* _Task item_: The listing is to be printed in full, exactly as given.

****

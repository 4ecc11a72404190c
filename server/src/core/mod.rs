//! Core application infrastructure

pub(crate) mod banner;
pub mod cli;
pub mod config;
pub mod constants;
pub mod shutdown;
pub mod storage;

pub use crate::app::CoreApp;
pub use cli::{CliConfig, Commands};
pub use config::{AppConfig, AuthConfig, ServerConfig};
pub use shutdown::ShutdownService;
pub use storage::{AppStorage, DataSubdir};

****

* _Response to this exercise_:
repository 4ecc11a72404190c
filename server/src/core/mod.rs
//! Core application infrastructure

pub(crate) mod banner;
pub mod cli;
pub mod config;
pub mod constants;
pub mod shutdown;
pub mod storage;

pub use crate::app::CoreApp;
pub use cli::{CliConfig, Commands};
pub use config::{AppConfig, AuthConfig, ServerConfig};
pub use shutdown::ShutdownService;
pub use storage::{AppStorage, DataSubdir};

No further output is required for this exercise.